Reproduce exactly, and only, the lines below from the one containing "the full stored" through the one containing "fn json_result<T: serde::Serialize>(value: &T)".

Segment Start: THE DATA

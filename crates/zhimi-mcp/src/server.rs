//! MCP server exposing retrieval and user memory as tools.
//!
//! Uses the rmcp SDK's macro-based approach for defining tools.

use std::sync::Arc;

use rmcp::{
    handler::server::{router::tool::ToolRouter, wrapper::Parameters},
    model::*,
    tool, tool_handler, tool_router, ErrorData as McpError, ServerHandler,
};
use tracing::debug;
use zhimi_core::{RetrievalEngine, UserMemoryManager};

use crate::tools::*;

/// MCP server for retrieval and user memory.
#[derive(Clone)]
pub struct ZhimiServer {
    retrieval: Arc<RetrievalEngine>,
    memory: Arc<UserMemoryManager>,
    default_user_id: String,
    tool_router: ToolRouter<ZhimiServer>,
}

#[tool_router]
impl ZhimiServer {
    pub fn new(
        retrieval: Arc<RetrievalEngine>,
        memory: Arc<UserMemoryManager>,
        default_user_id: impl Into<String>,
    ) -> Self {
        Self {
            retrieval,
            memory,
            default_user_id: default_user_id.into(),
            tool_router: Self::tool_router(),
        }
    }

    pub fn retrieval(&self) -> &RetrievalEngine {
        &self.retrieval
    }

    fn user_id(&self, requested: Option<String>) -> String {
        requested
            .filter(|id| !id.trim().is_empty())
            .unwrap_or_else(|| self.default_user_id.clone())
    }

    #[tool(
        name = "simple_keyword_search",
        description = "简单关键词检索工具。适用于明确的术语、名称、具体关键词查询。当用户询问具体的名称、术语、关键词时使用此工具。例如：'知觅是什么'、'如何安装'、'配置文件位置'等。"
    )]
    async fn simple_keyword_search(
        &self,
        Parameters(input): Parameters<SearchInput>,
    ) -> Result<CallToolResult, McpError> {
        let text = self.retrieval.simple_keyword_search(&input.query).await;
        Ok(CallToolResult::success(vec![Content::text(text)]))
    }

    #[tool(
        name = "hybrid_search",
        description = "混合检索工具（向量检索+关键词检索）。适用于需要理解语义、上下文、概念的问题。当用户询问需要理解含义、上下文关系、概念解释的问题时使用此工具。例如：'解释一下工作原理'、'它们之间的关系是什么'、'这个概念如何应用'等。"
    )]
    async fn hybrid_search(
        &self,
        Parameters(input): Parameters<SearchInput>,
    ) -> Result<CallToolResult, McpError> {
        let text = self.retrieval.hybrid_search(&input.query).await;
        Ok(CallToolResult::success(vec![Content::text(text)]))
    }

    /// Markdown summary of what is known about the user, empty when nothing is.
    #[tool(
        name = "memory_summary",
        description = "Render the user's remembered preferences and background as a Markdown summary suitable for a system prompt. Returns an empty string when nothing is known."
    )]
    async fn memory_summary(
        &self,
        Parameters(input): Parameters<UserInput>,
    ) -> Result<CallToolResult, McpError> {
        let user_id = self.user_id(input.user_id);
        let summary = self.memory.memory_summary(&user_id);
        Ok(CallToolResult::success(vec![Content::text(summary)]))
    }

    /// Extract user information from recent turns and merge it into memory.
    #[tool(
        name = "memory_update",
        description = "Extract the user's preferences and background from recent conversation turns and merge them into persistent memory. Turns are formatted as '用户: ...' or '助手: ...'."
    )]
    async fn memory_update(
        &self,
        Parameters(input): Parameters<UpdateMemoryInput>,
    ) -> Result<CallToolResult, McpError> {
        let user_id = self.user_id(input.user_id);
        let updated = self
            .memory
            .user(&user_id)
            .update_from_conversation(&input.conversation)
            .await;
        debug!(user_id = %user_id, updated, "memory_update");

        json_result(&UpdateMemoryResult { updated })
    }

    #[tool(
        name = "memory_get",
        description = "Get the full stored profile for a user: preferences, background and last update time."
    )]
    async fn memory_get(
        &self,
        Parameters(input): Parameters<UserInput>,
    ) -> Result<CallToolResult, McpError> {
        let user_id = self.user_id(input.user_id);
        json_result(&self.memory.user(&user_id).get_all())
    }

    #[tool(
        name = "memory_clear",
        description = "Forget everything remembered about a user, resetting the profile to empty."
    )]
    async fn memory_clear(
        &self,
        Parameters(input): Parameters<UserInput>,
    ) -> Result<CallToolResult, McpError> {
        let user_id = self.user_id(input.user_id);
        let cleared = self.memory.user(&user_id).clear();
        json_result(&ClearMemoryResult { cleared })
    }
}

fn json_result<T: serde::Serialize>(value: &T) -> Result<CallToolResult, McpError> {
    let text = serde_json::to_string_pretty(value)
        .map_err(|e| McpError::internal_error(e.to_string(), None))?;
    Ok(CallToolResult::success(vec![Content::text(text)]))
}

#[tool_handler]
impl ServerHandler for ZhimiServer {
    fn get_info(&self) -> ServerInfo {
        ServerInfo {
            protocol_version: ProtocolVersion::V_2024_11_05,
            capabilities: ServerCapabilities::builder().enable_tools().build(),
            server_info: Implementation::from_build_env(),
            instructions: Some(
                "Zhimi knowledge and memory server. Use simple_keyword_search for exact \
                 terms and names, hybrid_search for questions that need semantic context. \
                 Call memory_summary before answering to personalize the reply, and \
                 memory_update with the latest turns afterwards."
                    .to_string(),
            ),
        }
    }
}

Segment End: THE DATA

> _SOLVED PROBLEM_:
        description = "Get the full stored profile for a user: preferences, background and last update time."
    )]
    async fn memory_get(
        &self,
        Parameters(input): Parameters<UserInput>,
    ) -> Result<CallToolResult, McpError> {
        let user_id = self.user_id(input.user_id);
        json_result(&self.memory.user(&user_id).get_all())
    }

    #[tool(
        name = "memory_clear",
        description = "Forget everything remembered about a user, resetting the profile to empty."
    )]
    async fn memory_clear(
        &self,
        Parameters(input): Parameters<UserInput>,
    ) -> Result<CallToolResult, McpError> {
        let user_id = self.user_id(input.user_id);
        let cleared = self.memory.user(&user_id).clear();
        json_result(&ClearMemoryResult { cleared })
    }
}

fn json_result<T: serde::Serialize>(value: &T) -> Result<CallToolResult, McpError> {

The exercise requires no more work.